Entre mediados de la década del 40 y al menos hasta 1956, la mayoría de los artistas e intelectuales argentinos miraban al primer gobierno de Perón con una mezcla de rechazo y temor.

Julio Cortázar nunca en su obra hizo una alusión directa al peronismo. En “Casa tomada” (1946) algunos interpretan que reflejó la sensación de invasión que producían las masas simpatizantes de Perón a una buena parte de la clase media argentina. El propio Cortázar en una entrevista para la televisión española (1977) dice que es una lectura posible del texto, pero no la propia, aunque tal vez, admite, él haya tenido esa sensación que se tradujo en una pesadilla que dio origen al cuento.

Parafraseando al Quijote, cuándo no, así definió alguna vez Borges a Perón: “En 1946 subió al poder un presidente de cuyo nombre no quiero acordarme”. Borges habla de Perón como el Juan Manuel de Rosas del siglo XX. Leer a Borges, sin perdonarlo, es honrar su extraordinario talento.

Hace poco más de un siglo, allá por 1922, durante el gobierno de Hipólito Irigoyen, se produjo la huelga de los peones rurales en Santa Cruz, Patagonia argentina, y se le encomendó al coronel Héctor Benigno Varela ponerle freno.  Fueron más de 1000 los peones asesinados al sur del sur de la patria. Osvaldo Bayer relata ese episodio en Los vengadores de la Patagonia trágica (1972). Héctor Olivera llevó al cine La Patagonia rebelde (1974), donde se relata, con el guión del propio Bayer, la masacre ocurrida durante la huelga.

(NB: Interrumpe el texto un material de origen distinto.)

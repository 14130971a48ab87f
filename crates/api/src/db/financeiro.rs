//! Tuition and fine-configuration query builders.

use sea_query::{Expr, OnConflict, Order, Query, SqliteQueryBuilder};

use super::Built;
use super::tables::{ConfiguracaoMultas, Mensalidades, Users};

// ── Configuração de multas ─────────────────────────────────────────────────

/// Returns percentual_multa, percentual_juros_dia, dias_tolerancia.
pub fn get_config(instituicao_id: &str) -> Built {
    Query::select()
        .columns([
            ConfiguracaoMultas::PercentualMulta,
            ConfiguracaoMultas::PercentualJurosDia,
            ConfiguracaoMultas::DiasTolerancia,
        ])
        .from(ConfiguracaoMultas::Table)
        .and_where(Expr::col(ConfiguracaoMultas::InstituicaoId).eq(instituicao_id))
        .build(SqliteQueryBuilder)
}

pub fn upsert_config(
    instituicao_id: &str,
    percentual_multa: f64,
    percentual_juros_dia: f64,
    dias_tolerancia: i64,
    updated_at: &str,
) -> Built {
    Query::insert()
        .into_table(ConfiguracaoMultas::Table)
        .columns([
            ConfiguracaoMultas::InstituicaoId,
            ConfiguracaoMultas::PercentualMulta,
            ConfiguracaoMultas::PercentualJurosDia,
            ConfiguracaoMultas::DiasTolerancia,
            ConfiguracaoMultas::UpdatedAt,
        ])
        .values_panic([
            instituicao_id.into(),
            percentual_multa.into(),
            percentual_juros_dia.into(),
            dias_tolerancia.into(),
            updated_at.into(),
        ])
        .on_conflict(
            OnConflict::column(ConfiguracaoMultas::InstituicaoId)
                .update_columns([
                    ConfiguracaoMultas::PercentualMulta,
                    ConfiguracaoMultas::PercentualJurosDia,
                    ConfiguracaoMultas::DiasTolerancia,
                    ConfiguracaoMultas::UpdatedAt,
                ])
                .to_owned(),
        )
        .build(SqliteQueryBuilder)
}

// ── Mensalidades ───────────────────────────────────────────────────────────

/// Column order: id, aluno_id, aluno nome, referencia, valor,
/// data_vencimento, status, multa, juros, valor_pago, data_pagamento,
/// metodo_pagamento, created_at.
fn select_mensalidades(instituicao_id: &str) -> sea_query::SelectStatement {
    Query::select()
        .column((Mensalidades::Table, Mensalidades::Id))
        .column((Mensalidades::Table, Mensalidades::AlunoId))
        .column((Users::Table, Users::Nome))
        .column((Mensalidades::Table, Mensalidades::Referencia))
        .column((Mensalidades::Table, Mensalidades::Valor))
        .column((Mensalidades::Table, Mensalidades::DataVencimento))
        .column((Mensalidades::Table, Mensalidades::Status))
        .column((Mensalidades::Table, Mensalidades::Multa))
        .column((Mensalidades::Table, Mensalidades::Juros))
        .column((Mensalidades::Table, Mensalidades::ValorPago))
        .column((Mensalidades::Table, Mensalidades::DataPagamento))
        .column((Mensalidades::Table, Mensalidades::MetodoPagamento))
        .column((Mensalidades::Table, Mensalidades::CreatedAt))
        .from(Mensalidades::Table)
        .inner_join(
            Users::Table,
            Expr::col((Users::Table, Users::Id))
                .equals((Mensalidades::Table, Mensalidades::AlunoId)),
        )
        .and_where(Expr::col((Mensalidades::Table, Mensalidades::InstituicaoId)).eq(instituicao_id))
        .to_owned()
}

/// Insert a mensalidade unless the student already has one for the
/// referência (affected rows tell which).
pub fn insert(
    instituicao_id: &str,
    id: &str,
    aluno_id: &str,
    referencia: &str,
    valor: i64,
    data_vencimento: &str,
) -> Built {
    Query::insert()
        .into_table(Mensalidades::Table)
        .columns([
            Mensalidades::Id,
            Mensalidades::InstituicaoId,
            Mensalidades::AlunoId,
            Mensalidades::Referencia,
            Mensalidades::Valor,
            Mensalidades::DataVencimento,
        ])
        .values_panic([
            id.into(),
            instituicao_id.into(),
            aluno_id.into(),
            referencia.into(),
            valor.into(),
            data_vencimento.into(),
        ])
        .on_conflict(
            OnConflict::columns([Mensalidades::AlunoId, Mensalidades::Referencia])
                .do_nothing()
                .to_owned(),
        )
        .build(SqliteQueryBuilder)
}

pub fn get(instituicao_id: &str, id: &str) -> Built {
    select_mensalidades(instituicao_id)
        .and_where(Expr::col((Mensalidades::Table, Mensalidades::Id)).eq(id))
        .build(SqliteQueryBuilder)
}

/// Status is filtered by the caller: `ATRASADO` is derived, not stored.
pub fn list(instituicao_id: &str, aluno_id: Option<&str>, referencia: Option<&str>) -> Built {
    let mut q = select_mensalidades(instituicao_id);
    if let Some(aluno) = aluno_id {
        q.and_where(Expr::col((Mensalidades::Table, Mensalidades::AlunoId)).eq(aluno));
    }
    if let Some(referencia) = referencia {
        q.and_where(Expr::col((Mensalidades::Table, Mensalidades::Referencia)).eq(referencia));
    }
    q.order_by((Mensalidades::Table, Mensalidades::DataVencimento), Order::Asc)
        .order_by((Users::Table, Users::Nome), Order::Asc)
        .build(SqliteQueryBuilder)
}

pub struct Pagamento<'a> {
    pub multa: i64,
    pub juros: i64,
    pub valor_pago: i64,
    pub data_pagamento: &'a str,
    pub metodo_pagamento: &'a str,
}

/// Settle a mensalidade, freezing the charges computed at payment date.
pub fn pagar(instituicao_id: &str, id: &str, p: &Pagamento<'_>) -> Built {
    Query::update()
        .table(Mensalidades::Table)
        .value(Mensalidades::Status, "PAGO")
        .value(Mensalidades::Multa, p.multa)
        .value(Mensalidades::Juros, p.juros)
        .value(Mensalidades::ValorPago, p.valor_pago)
        .value(Mensalidades::DataPagamento, p.data_pagamento)
        .value(Mensalidades::MetodoPagamento, p.metodo_pagamento)
        .and_where(Expr::col(Mensalidades::Id).eq(id))
        .and_where(Expr::col(Mensalidades::InstituicaoId).eq(instituicao_id))
        .build(SqliteQueryBuilder)
}

pub fn set_status(instituicao_id: &str, id: &str, status: &str) -> Built {
    Query::update()
        .table(Mensalidades::Table)
        .value(Mensalidades::Status, status)
        .and_where(Expr::col(Mensalidades::Id).eq(id))
        .and_where(Expr::col(Mensalidades::InstituicaoId).eq(instituicao_id))
        .build(SqliteQueryBuilder)
}

#[cfg(test)]
mod tests {
    use super::*;

    #[test]
    fn generation_insert_is_idempotent() {
        let (sql, _) = insert("inst-1", "m1", "a1", "2026-03", 1_500_000, "2026-03-10");
        assert!(sql.contains("DO NOTHING"));
    }
}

“Cuarteles de invierno” de Osvaldo Soriano (escrita en Bélgica entre 1977 y 1979) ofrece una metáfora de lo que pasaba en la última dictadura cívico militar. Los personajes, un boxeador olvidado y un cantor de tangos en decadencia, son el reflejo de la tragedia de la época. El malo de la novela, según el propio Soriano, está inspirado en un personaje que años después, por el 89, fue funcionario de Antonio Bussi en Tucumán.

Terminando este año 2024, a vuelo de pájaro, especialmente Osvaldo Bayer y Julio Cortázar me asaltan de nuevo la memoria, no por casualidad, a la hora de convocar a la esperanza.

En 1963, mientras Los Beatles sacaban su primer disco y el mundo inauguraba oficialmente los años 60, se publica “Rayuela” de Cortázar, con su modo de retratar las más irreverentes emociones. En el Capítulo 71, Morelli, tal vez algo así como el alter ego del escritor, reflexiona sobre el arte, sobre realidad y ficción, sobre la vida y, nostálgico, se orienta hacia paraísos perdidos. Es en ese marco donde nos dice que “Nada está perdido si se tiene el valor de proclamar que todo está perdido y que hay que empezar de nuevo”.

Hace un tiempo, cuando Bayer ya tenía más de 80 años, alguien le preguntó qué no había hecho a lo largo de su vida, a lo que contestó: “En el país de las espigas de oro, como lo nombrara Rubén Darío, no he podido ver una Argentina sin excluidos, una democracia igualitaria como la que se proclamara allá por 1813”.  Pero a su vez, le gustaba recordarnos que los argentinos no solamente somos hijos de la violencia, el racismo y la crueldad sino de aquellos revolucionarios de 1810, como Belgrano, Castelli y Moreno, que soñaron y pelearon por una patria de hermanos libres e iguales.

En el país del Nomeacuerdo, elijo recordar y convocar a argentinos y argentinas que les dan sentido a nuestras batallas perdidas.

*Patricia Coppola es integrante de la Junta Directiva del INECIP.